The useReducer hook is usually recommended when the state becomes complex, with state values depending on each other or when the next state depends on the previous one. However, many times you can simply bundle your separate useState statements into one object and continue to use useState. So when is the extra boilerplate required for useReducer justified after all?

When there is complex business logic

Structuring your code with actions allows for better encapsulation of business logic.

Also, it allows you to separate the description of the action (WHAT happened) from how the state should update because of it (HOW it should be handled).

A simple example to showcase this is updating the state when the user navigates to the next page on a paginated list view.

With the hook, this could look like this:

setState(state => { ...state, page + 1})

However, with actions, you can add more semantics to this event and encapsulate the logic:

// action
dispatch({ type: 'GO_TO_NEXT_PAGE' })
// reducer
case 'GO_TO_NEXT_PAGE':
  return { ...state, page: state.page + 1}

In the future, if you decide something else needs to happen when the user clicks the "Next page" button, you only need to update one place: the reducer.

While this is a simple example, for deep nested values or arrays of objects, abstracting away the state update logic can be very valuable.

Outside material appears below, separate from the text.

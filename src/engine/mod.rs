pub mod metric;
pub mod resolver;

pub use metric::{CachedMetric, Metric, MetricValue};
pub use resolver::ResolutionEngine;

When there are many ways the state can be updated

In most situations, there are only a couple events that update the state - take for an example a simple login flow, where you only need to track loading, success and error states. In this case,  useReducer does not add that much value.

However, imagine a more complex login process, like multi-factor authentication, where the user needs to be guided over several screens - to enter his password, to enter the one time token - and you need to handle all sorts of edge cases like the QR code expiring, the password being incorrect etc.

In these situations reducers can really make it easier to follow the different component states and how they change.

When you need better debugging

Tracking how the component state changes after each setState  is generally harder to do than just having all changes go through a reducer.

Regardless if you prefer using console.log  or breakpoints, it's easier to add just one log/breakpoint in the reducer as opposed to one for each  call sprinkled across the component.

And if you ever decide to switch to Redux, the Redux DevTools make for a great debugging experience.

To wrap up, you don't need to jump to useReducer as soon as you have multiple useState hooks in your component. Many times, it's enough to just bundle all the state values in one object. However, if it becomes hard to figure out what's going on, useReducer can be a very helpful tool!